1.6.12

É muito difícil falar o que se sente realmente. Separar todos os sentimentos, as lembranças e as falsas lembranças, o desejo da negação, o instinto do social. Às vezes num lampejo chega até mim a verdade sobre o que sinto e eu rapidamente penso em outra coisa. Tantas vezes eu romantizo para não encarar a superficialidade dos meus relacionamentos.Ou dramatizo para encobrir a minha superficialidade nos meus relacionamentos. A verdade é que estou acostumada com a minha vida do jeito que está, mas me sinto cobrada a prestar contas à sociedade, apresentar alguém, colocar uma aliança.
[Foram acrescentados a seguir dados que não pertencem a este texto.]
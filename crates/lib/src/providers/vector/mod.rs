pub mod rest;

use crate::types::{ChunkRecord, ScoredChunk};
use async_trait::async_trait;
use std::fmt::Debug;
use thiserror::Error;

/// Errors surfaced by the vector index.
#[derive(Error, Debug)]
pub enum IndexError {
    #[error("Vector index is unreachable: {0}")]
    Unavailable(reqwest::Error),
    #[error("Collection not found: {0}")]
    CollectionNotFound(String),
    #[error("Vector index returned an error: {0}")]
    Api(String),
    #[error("Failed to deserialize vector index response: {0}")]
    Deserialization(reqwest::Error),
    #[error("Reranker is not configured")]
    RerankerUnconfigured,
}

/// The contract the pipeline requires of a hybrid chunk store.
///
/// The index combines a dense (semantic) and a sparse (lexical) signal with
/// its own ranker; chunks are only ever inserted or deleted as a whole
/// document group, never mutated.
#[async_trait]
pub trait VectorIndex: Send + Sync + Debug {
    /// Creates the collection if it does not exist. Idempotent. The vector
    /// dimensionality is fixed per embedding model.
    async fn ensure_collection(&self, name: &str, dim: usize) -> Result<(), IndexError>;

    /// Inserts a batch of chunks into the collection.
    async fn upsert(&self, collection: &str, chunks: Vec<ChunkRecord>) -> Result<(), IndexError>;

    /// Removes every chunk belonging to a document.
    async fn delete_by_document(
        &self,
        collection: &str,
        document_id: &str,
    ) -> Result<(), IndexError>;

    /// Runs one hybrid (dense + sparse) search, bounded to `limit` results.
    async fn hybrid_search(
        &self,
        collection: &str,
        query: &str,
        query_vector: Vec<f32>,
        limit: u32,
    ) -> Result<Vec<ScoredChunk>, IndexError>;

    /// Second-pass scoring of candidate texts against the query. Returns
    /// `(text, score)` pairs, best first, truncated to `limit`.
    async fn rerank(
        &self,
        query: &str,
        texts: Vec<String>,
        limit: u32,
    ) -> Result<Vec<(String, f64)>, IndexError>;
}
//! Brokerage boundary and the order dispatcher.
//!
//! The real trade API (order submission, cancellation) is consumed through
//! the [`BrokerCapability`] trait; this crate ships only the deterministic
//! mock implementation. The dispatcher drives every unprocessed ORDER in
//! the ledger to exactly one terminal entry per poll cycle.

pub mod capability;
pub mod dispatch;
pub mod types;

pub use capability::{BrokerCapability, MockBroker};
pub use dispatch::dispatch_pending;
pub use types::{OrderType, Side, SubmitAck, SubmitRequest, TimeInForce};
Pro outro lado gostaria de ter uma parceria. Ninguém se encaixa no perfil. Enjoei de todos. Não tenho paciência para joguinhos. Estou egoísta ou sempre fui egoísta. Sempre banquei a ridícula, o tédio deixa as pessoas ridículas, todos me dão tédio. Jantar... não dá para pular essa parte e ir direto ao que interessa? Devia ficar distante, não fiquei. Devia ficar calada, não fiquei. Devia esquecer, não consigo. Preciso acabar com esse ciclo vicioso e talvez a solução não seja me fingir de morta, mas botar alguém pra correr de uma vez por todas. Para isso basta ser eu.

Há meses perdi o desejo pelas palavras, tem sido tantos os calaboca e os nãoseioquetedizer que me desiludi de tal forma que nem eu mesma quero sequer pensar palavras. Quisera pensar imagens, mas essas também me deixaram há algum tempo, tornando-se um difícil resgate. O que me vem são alguns movimentos, de tronco, de braços, de olhos, a queda ensaiada, o giro. A escrita é uma substituta.Não importa se está perdido dentro de mim.